Мы, стоящие близко и идущие рядом, преступно нелюбопытны и амикашонски легкомысленны: привет, пока, до встречи, как дела, завтра брякну… И – некуда, разве что в могилу… Застывшие в граните родные, близкие, теплые лица и руки, и звуки голоса, возникающие со страниц книги, слова – слышанные тобою, сказанные тебе – ставшие цитатами.
И через годы – со страниц биографий, предисловий – узнавать то, что не удосужился узнать лично, и то, чего никогда не было, или было, да не так… А может, издали виднее. И все же когда-то надо рассказать, какими ты их видел, идя рядом, какими сохранил в памяти.
Я вспоминаю три поколения кинематографистов, если можно так сказать, первого, второго и третьего призыва – 20-х, 30-х и 50-х годов, – с которыми мне пришлось работать и заканчивать свой путь в кино. К первым я отношу Эйзенштейна, Пудовкина, Кулешова, Довженко. Ко второму «призыву» – Пырьева, Чиаурели, Ромма, Райзмана, которые заявили себя в 30-е годы, и, наконец, советская, так называемая «новая волна».
Землепроходцы, открывшие новый мир кинематографа, проложившие пути ему на десятилетия: Эйзенштейн, Пудовкин, Довженко – Эйзен, Лодя, Сатко, как их называли друзья и как их звали за глаза. В кино тяготеют к именам уменьшительным: меня до шестидесяти лет кличут Жозей, Арнштама – Лелей, а Блеймана – Микой, причем и после шестидесяти. А вот Эйзенштейна никто не называл Сережей, всегда – Сергеем Михайловичем, а за глаза – Эйзеном.

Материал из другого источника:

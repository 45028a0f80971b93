//! Configuration loading: TOML file with environment variable overrides.
//!
//! Looks for `heatgate.toml` in the working directory. Every field has a
//! sensible default so the file is optional. Environment variables take
//! precedence over file values.

use std::time::Duration;

use serde::Deserialize;

use heatgate_adapter_activity_log::ActivityLogConfig;
use heatgate_adapter_tado::TadoConfig;

/// Secret shipped as the default; running with it logs a warning.
pub const INSECURE_DEFAULT_API_KEY: &str = "supersecret";

/// Top-level configuration.
#[derive(Debug, Default, Deserialize)]
#[serde(default)]
pub struct Config {
    /// HTTP server settings.
    pub server: ServerConfig,
    /// Shared-secret settings.
    pub auth: AuthConfig,
    /// tado account and token file.
    pub tado: TadoConfig,
    /// Activation retry policy.
    pub activation: ActivationConfig,
    /// Activity log destination.
    pub activity_log: ActivityLogConfig,
    /// Logging settings.
    pub logging: LoggingConfig,
}

/// HTTP listener configuration.
#[derive(Debug, Deserialize)]
#[serde(default)]
pub struct ServerConfig {
    /// Address to bind to (e.g. `0.0.0.0`).
    pub host: String,
    /// TCP port.
    pub port: u16,
}

/// `X-API-KEY` configuration.
#[derive(Debug, Deserialize)]
#[serde(default)]
pub struct AuthConfig {
    pub api_key: String,
}

/// Activation retry configuration.
#[derive(Debug, Deserialize)]
#[serde(default)]
pub struct ActivationConfig {
    /// Pause between failed activation attempts.
    pub retry_interval_secs: u64,
}

/// Logging configuration.
#[derive(Debug, Deserialize)]
#[serde(default)]
pub struct LoggingConfig {
    /// Filter directive (`RUST_LOG` syntax).
    pub filter: String,
}

impl Config {
    /// Load configuration from `heatgate.toml` (if present) then apply
    /// environment-variable overrides.
    ///
    /// # Errors
    ///
    /// Returns an error if the TOML file exists but is malformed, or if the
    /// resulting configuration is invalid.
    pub fn load() -> Result<Self, ConfigError> {
        let mut config = Self::from_file("heatgate.toml")?;
        config.apply_env_overrides(|key| std::env::var(key).ok());
        config.validate()?;
        Ok(config)
    }

    fn from_file(path: &str) -> Result<Self, ConfigError> {
        match std::fs::read_to_string(path) {
            Ok(content) => toml::from_str(&content).map_err(ConfigError::Parse),
            Err(err) if err.kind() == std::io::ErrorKind::NotFound => Ok(Self::default()),
            Err(err) => Err(ConfigError::Io(err)),
        }
    }

    fn apply_env_overrides(&mut self, var: impl Fn(&str) -> Option<String>) {
        if let Some(val) = var("HEATGATE_HOST") {
            self.server.host = val;
        }
        if let Some(port) = var("HEATGATE_PORT").and_then(|val| val.parse().ok()) {
            self.server.port = port;
        }
        if let Some(val) = var("HEATGATE_BIND") {
            if let Some((host, port)) = val.rsplit_once(':') {
                self.server.host = host.to_string();
                if let Ok(port) = port.parse() {
                    self.server.port = port;
                }
            }
        }
        if let Some(val) = var("API_KEY") {
            self.auth.api_key = val;
        }
        if let Some(val) = var("HEATGATE_TOKEN_FILE") {
            self.tado.token_file = val.into();
        }
        if let Some(val) = var("HEATGATE_LOG_FILE") {
            self.activity_log.path = val.into();
        }
        if let Some(val) = var("HEATGATE_LOG") {
            self.logging.filter = val;
        }
        if let Some(val) = var("RUST_LOG") {
            self.logging.filter = val;
        }
    }

    fn validate(&self) -> Result<(), ConfigError> {
        if self.server.port == 0 {
            return Err(ConfigError::Validation("port must be non-zero".to_string()));
        }
        if self.auth.api_key.is_empty() {
            return Err(ConfigError::Validation("api_key must not be empty".to_string()));
        }
        Ok(())
    }

    /// Return the `host:port` bind address.
    #[must_use]
    pub fn bind_addr(&self) -> String {
        format!("{}:{}", self.server.host, self.server.port)
    }

    #[must_use]
    pub fn retry_interval(&self) -> Duration {
        Duration::from_secs(self.activation.retry_interval_secs)
    }

    /// Whether the shipped default secret is still in use.
    #[must_use]
    pub fn uses_default_api_key(&self) -> bool {
        self.auth.api_key == INSECURE_DEFAULT_API_KEY
    }
}

impl Default for ServerConfig {
    fn default() -> Self {
        Self {
            host: "0.0.0.0".to_string(),
            port: 8000,
        }
    }
}

impl Default for AuthConfig {
    fn default() -> Self {
        Self {
            api_key: INSECURE_DEFAULT_API_KEY.to_string(),
        }
    }
}

impl Default for ActivationConfig {
    fn default() -> Self {
        Self {
            retry_interval_secs: 30,
        }
    }
}

impl Default for LoggingConfig {
    fn default() -> Self {
        Self {
            filter: "heatgated=info,heatgate=info,tower_http=debug".to_string(),
        }
    }
}

/// Configuration errors.
#[derive(Debug, thiserror::Error)]
pub enum ConfigError {
    /// TOML parse failure.
    #[error("failed to parse config file")]
    Parse(#[from] toml::de::Error),
    /// File I/O failure.
    #[error("failed to read config file")]
    Io(#[from] std::io::Error),
    /// Semantic validation failure.
    #[error("invalid configuration: {0}")]
    Validation(String),
}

Каждый из этих китов кинематографа являл собой огромный конгломерат талантов, необходимый именно для кинематографического синтеза.
Эйзен – художник, философ, искусствовед, педагог, в двадцать пять лет (!) создавший кинематографическую Одиссею – «Броненосец».
Пудовкин – актер, критик, спортсмен, оратор, танцор, ученый.
Довженко – писатель, режиссер, художник, сценарист, градостроитель, садовод, военный корреспондент.
Палитра их была многогранной и многоцветной. Душа – страдающая, аналитический ум, темперамент революционный. Недостатки – крупные и порой гибельные.
Все они революционеры, экспериментаторы, неугомонные, пристрастные и ищущие. Эйзен и Довженко – острословы, снайперы шутки.
Такими же чертами отличались не только три звезды первой величины, но и их созвездие.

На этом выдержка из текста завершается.